==== Source data ====

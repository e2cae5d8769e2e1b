// SPDX-License-Identifier: MIT
// SPDX-FileCopyrightText: 2026 filekeeper contributors

//! Filekeeper CLI: organize, deduplicate and rename files from the terminal.
//!
//! Every mutating command defaults to preview mode; nothing touches the
//! filesystem until `--execute` is passed.

use clap::{Parser, Subcommand};
use std::path::{Path, PathBuf};
use tracing::{info, warn};

use filekeeper::classifier::ProjectRule;
use filekeeper::config::AppConfig;
use filekeeper::dupes::{self, GroupSelection};
use filekeeper::fileops::format_file_size;
use filekeeper::oplog::OperationLog;
use filekeeper::organizer::{self, OrganizeStrategy};
use filekeeper::renamer::{self, CommandExtractor};
use filekeeper::scanner::scan_directory;
use filekeeper::validate::{validate_destination, validate_path};
use filekeeper::{ExecutionMode, FilekeeperError, OperationResult, Result};

/// Filekeeper CLI - file organization, duplicate cleanup and renaming
#[derive(Parser, Debug)]
#[command(name = "filekeeper")]
#[command(version = "1.2.0")]
#[command(about = "Organize, deduplicate and rename files", long_about = None)]
#[command(propagate_version = true)]
struct Cli {
    /// Path to configuration file (JSON format)
    #[arg(short, long, default_value = "config.json", global = true)]
    config: PathBuf,

    /// Enable verbose logging (debug level)
    #[arg(short, long, global = true)]
    verbose: bool,

    /// Enable trace logging (most verbose)
    #[arg(long, global = true)]
    trace: bool,

    /// Output format for results
    #[arg(long, global = true, default_value = "text", value_parser = ["text", "json"])]
    format: String,

    /// Suppress non-essential output (quiet mode)
    #[arg(short, long, global = true)]
    quiet: bool,

    #[command(subcommand)]
    command: Commands,
}

#[derive(Subcommand, Debug)]
enum Commands {
    /// List files in a directory with size and timestamps
    Scan {
        /// Directory to scan
        path: String,

        /// Recurse into subdirectories
        #[arg(short, long)]
        recursive: bool,
    },

    /// Move files into category, date or project folders
    Organize {
        /// Directory holding the files to organize
        path: String,

        /// Destination root (defaults to the scanned directory)
        #[arg(short, long)]
        target: Option<String>,

        /// Grouping strategy
        #[arg(short, long, default_value = "type", value_parser = ["type", "date", "project"])]
        strategy: String,

        /// JSON file with project rules (required for --strategy project)
        #[arg(long)]
        rules: Option<PathBuf>,

        /// Actually move files instead of previewing
        #[arg(long)]
        execute: bool,
    },

    /// Find files with identical content
    Duplicates {
        /// Directory to scan
        path: String,

        /// Recurse into subdirectories
        #[arg(short, long)]
        recursive: bool,

        /// Ignore files smaller than this many bytes (overrides config)
        #[arg(long)]
        min_size: Option<u64>,

        /// Delete redundant copies (keeps the first file of each group
        /// unless --keep says otherwise)
        #[arg(long)]
        remove: bool,

        /// Keep selection per group, formatted GROUP:IDX[,IDX...]
        /// (e.g. --keep 0:1 --keep 2:0,3)
        #[arg(long)]
        keep: Vec<String>,

        /// Move redundant copies into this directory instead of deleting
        #[arg(long, conflicts_with = "remove")]
        archive_to: Option<String>,

        /// Actually remove/archive files instead of previewing
        #[arg(long)]
        execute: bool,
    },

    /// Rename screenshots from text extracted out of the image
    Rename {
        /// Directory holding the screenshots
        path: String,

        /// Recurse into subdirectories
        #[arg(short, long)]
        recursive: bool,

        /// Actually rename files instead of previewing
        #[arg(long)]
        execute: bool,
    },

    /// Configuration management
    Config {
        #[command(subcommand)]
        action: ConfigCommands,
    },
}

#[derive(Subcommand, Debug)]
enum ConfigCommands {
    /// Show current configuration
    Show,

    /// Generate default configuration file
    Generate {
        /// Output file path
        #[arg(short, long, default_value = "config.json")]
        output: PathBuf,
    },

    /// Validate configuration file
    Validate,
}

#[tokio::main]
async fn main() -> Result<()> {
    let cli = Cli::parse();

    // Initialize tracing
    let filter = if cli.trace {
        "trace"
    } else if cli.verbose {
        "debug"
    } else if cli.quiet {
        "warn"
    } else {
        "info"
    };

    tracing_subscriber::fmt()
        .with_env_filter(filter)
        .with_target(false)
        .init();

    // Load configuration
    let config = AppConfig::load(&cli.config)?;
    let log = OperationLog::new(PathBuf::from(&config.log.path));

    match cli.command {
        Commands::Scan { path, recursive } => run_scan(&config, &path, recursive, &cli.format),
        Commands::Organize {
            path,
            target,
            strategy,
            rules,
            execute,
        } => run_organize(&config, &log, &path, target, &strategy, rules, execute, &cli.format),
        Commands::Duplicates {
            path,
            recursive,
            min_size,
            remove,
            keep,
            archive_to,
            execute,
        } => run_duplicates(
            &config, &log, &path, recursive, min_size, remove, &keep, archive_to, execute,
            &cli.format,
        ),
        Commands::Rename {
            path,
            recursive,
            execute,
        } => run_rename(&config, &log, &path, recursive, execute, &cli.format).await,
        Commands::Config { action } => run_config_command(config, action, &cli.config),
    }
}

fn execution_mode(execute: bool) -> ExecutionMode {
    if execute {
        ExecutionMode::Execute
    } else {
        warn!("PREVIEW MODE - no files will be modified (pass --execute to apply)");
        ExecutionMode::Preview
    }
}

/// Run a scan and print the records
fn run_scan(config: &AppConfig, path: &str, recursive: bool, format: &str) -> Result<()> {
    let dir = validate_path(path, &config.allowed_root_paths())?;
    let report = scan_directory(&dir, recursive, &config.scan.ignore_patterns);

    match format {
        "json" => {
            println!("{}", serde_json::to_string_pretty(&report.records)?);
        }
        _ => {
            for record in &report.records {
                println!(
                    "{:>10}  {}  {}",
                    format_file_size(record.size_bytes),
                    record.modified.format("%Y-%m-%d %H:%M"),
                    record.path.display()
                );
            }
            if report.skipped > 0 {
                println!("\n{} files ({} skipped)", report.records.len(), report.skipped);
            } else {
                println!("\n{} files", report.records.len());
            }
        }
    }

    for err in &report.errors {
        warn!("Skipped {:?}: {}", err.path, err.message);
    }

    Ok(())
}

/// Run the organize command
#[allow(clippy::too_many_arguments)]
fn run_organize(
    config: &AppConfig,
    log: &OperationLog,
    path: &str,
    target: Option<String>,
    strategy: &str,
    rules_file: Option<PathBuf>,
    execute: bool,
    format: &str,
) -> Result<()> {
    let roots = config.allowed_root_paths();
    let dir = validate_path(path, &roots)?;
    let target_dir = match target {
        Some(t) => validate_path(&t, &roots)?,
        None => dir.clone(),
    };

    let strategy = match strategy {
        "date" => OrganizeStrategy::ByDate,
        "project" => OrganizeStrategy::ByProject,
        _ => OrganizeStrategy::ByType,
    };

    let rules: Vec<ProjectRule> = match rules_file {
        Some(ref file) => {
            let content = std::fs::read_to_string(file)?;
            serde_json::from_str(&content).map_err(|e| {
                FilekeeperError::Config(format!("Failed to parse rules file {:?}: {}", file, e))
            })?
        }
        None => Vec::new(),
    };

    let report = scan_directory(&dir, config.scan.recursive, &config.scan.ignore_patterns);
    for err in &report.errors {
        warn!("Skipped {:?}: {}", err.path, err.message);
    }

    let mode = execution_mode(execute);

    if mode.is_preview() {
        let plan = organizer::plan_organize(&report.records, strategy, &target_dir, &rules);
        for planned in &plan {
            println!(
                "{} -> {}",
                planned.source.display(),
                planned.destination.display()
            );
        }
    }

    let result = organizer::organize(&report.records, strategy, &target_dir, &rules, mode, log)?;
    print_result(&result, format)?;
    Ok(())
}

/// Parse one `--keep GROUP:IDX[,IDX...]` argument
fn parse_keep(raw: &str) -> Result<GroupSelection> {
    let invalid =
        || FilekeeperError::InvalidSelection(format!("invalid --keep value '{}'", raw));

    let (group, indices) = raw.split_once(':').ok_or_else(invalid)?;
    let group_index: usize = group.trim().parse().map_err(|_| invalid())?;
    let keep_indices: Vec<usize> = indices
        .split(',')
        .map(|i| i.trim().parse().map_err(|_| invalid()))
        .collect::<Result<_>>()?;

    Ok(GroupSelection {
        group_index,
        keep_indices,
    })
}

/// Run the duplicates command
#[allow(clippy::too_many_arguments)]
fn run_duplicates(
    config: &AppConfig,
    log: &OperationLog,
    path: &str,
    recursive: bool,
    min_size: Option<u64>,
    remove: bool,
    keep: &[String],
    archive_to: Option<String>,
    execute: bool,
    format: &str,
) -> Result<()> {
    let roots = config.allowed_root_paths();
    let dir = validate_path(path, &roots)?;
    let min_size = min_size.unwrap_or(config.scan.min_duplicate_size);

    let report = scan_directory(&dir, recursive, &config.scan.ignore_patterns);
    let scan = dupes::find_duplicates(&report.records, config.hashing.chunk_size, min_size);
    for err in &scan.errors {
        warn!("Could not hash {:?}: {}", err.path, err.message);
    }

    if format == "json" && !remove && archive_to.is_none() {
        let groups: Vec<serde_json::Value> = scan
            .groups
            .iter()
            .map(|g| {
                serde_json::json!({
                    "digest": g.digest,
                    "total_size": g.total_size,
                    "files": g.members.iter().map(|m| m.path.to_string_lossy()).collect::<Vec<_>>(),
                })
            })
            .collect();
        println!("{}", serde_json::to_string_pretty(&groups)?);
        return Ok(());
    }

    if scan.groups.is_empty() {
        info!("No duplicate files found");
        return Ok(());
    }

    for (i, group) in scan.groups.iter().enumerate() {
        println!(
            "Group {} ({} files, {} each):",
            i,
            group.members.len(),
            format_file_size(group.members[0].size_bytes)
        );
        for (j, member) in group.members.iter().enumerate() {
            println!("  [{}] {}", j, member.path.display());
        }
    }

    if !remove && archive_to.is_none() {
        return Ok(());
    }

    let selections: Vec<GroupSelection> =
        keep.iter().map(|k| parse_keep(k)).collect::<Result<_>>()?;
    let mode = execution_mode(execute);

    let result = if let Some(archive) = archive_to {
        // The archive directory may not exist yet; it still has to land
        // inside the allowed roots.
        let archive_dir = validate_destination(&archive, &roots)?;
        dupes::archive_duplicates(&scan.groups, &selections, &archive_dir, mode, log)?
    } else {
        dupes::remove_duplicates(&scan.groups, &selections, mode, log)
    };

    print_result(&result, format)?;
    Ok(())
}

/// Extensions the rename command considers screenshots
const IMAGE_EXTENSIONS: &[&str] = &["png", "jpg", "jpeg", "bmp", "tiff", "webp"];

/// Run the rename command
async fn run_rename(
    config: &AppConfig,
    log: &OperationLog,
    path: &str,
    recursive: bool,
    execute: bool,
    format: &str,
) -> Result<()> {
    let dir = validate_path(path, &config.allowed_root_paths())?;

    let report = scan_directory(&dir, recursive, &config.scan.ignore_patterns);
    let files: Vec<PathBuf> = report
        .records
        .iter()
        .filter(|r| IMAGE_EXTENSIONS.contains(&r.extension.as_str()))
        .map(|r| r.path.clone())
        .collect();

    if files.is_empty() {
        info!("No image files found in {:?}", dir);
        return Ok(());
    }

    let extractor = CommandExtractor::from_config(&config.ocr);
    let mode = execution_mode(execute);
    let rename = renamer::rename_screenshots(&files, &extractor, &config.naming, mode, log).await;

    match format {
        "json" => {
            println!("{}", serde_json::to_string_pretty(&rename.proposals)?);
        }
        _ => {
            for proposal in &rename.proposals {
                println!(
                    "{} -> {} [{}]",
                    proposal.original_name,
                    proposal.proposed_name,
                    serde_json::to_value(&proposal.status)?
                        .as_str()
                        .unwrap_or("unknown")
                );
            }
        }
    }

    print_result(&rename.result, format)?;
    Ok(())
}

/// Print a batch result in the requested format
fn print_result(result: &OperationResult, format: &str) -> Result<()> {
    match format {
        "json" => {
            println!("{}", serde_json::to_string_pretty(result)?);
        }
        _ => {
            println!(
                "\nProcessed {} files, {} errors",
                result.processed_count,
                result.error_list.len()
            );
            for err in &result.error_list {
                eprintln!("  {}: {}", err.path.display(), err.message);
            }
            for (key, value) in &result.summary {
                println!("  {}: {}", key, value);
            }
            if !result.success {
                eprintln!("Completed with errors");
            }
        }
    }
    Ok(())
}

/// Run config commands
fn run_config_command(config: AppConfig, action: ConfigCommands, config_path: &Path) -> Result<()> {
    match action {
        ConfigCommands::Show => {
            let json = serde_json::to_string_pretty(&config)?;
            println!("{}", json);
        }
        ConfigCommands::Generate { output } => {
            let default_config = AppConfig::default();
            default_config.save(&output)?;
            println!("Generated config at {:?}", output);
        }
        ConfigCommands::Validate => {
            println!("Configuration at {:?} is valid", config_path);
            println!("  Allowed roots: {:?}", config.allowed_roots);
            println!("  Log file: {}", config.log.path);
            println!("  OCR command: {} {:?}", config.ocr.program, config.ocr.args);
        }
    }

    Ok(())
}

====

For this exercise, please copy exactly the lines of the material above from its first line through the line where "use filekeeper::fileops::format_file_size;" appears.

repository e2cae5d8769e2e1b
// SPDX-License-Identifier: MIT
// SPDX-FileCopyrightText: 2026 filekeeper contributors

//! Filekeeper CLI: organize, deduplicate and rename files from the terminal.
//!
//! Every mutating command defaults to preview mode; nothing touches the
//! filesystem until `--execute` is passed.

use clap::{Parser, Subcommand};
use std::path::{Path, PathBuf};
use tracing::{info, warn};

use filekeeper::classifier::ProjectRule;
use filekeeper::config::AppConfig;
use filekeeper::dupes::{self, GroupSelection};
use filekeeper::fileops::format_file_size;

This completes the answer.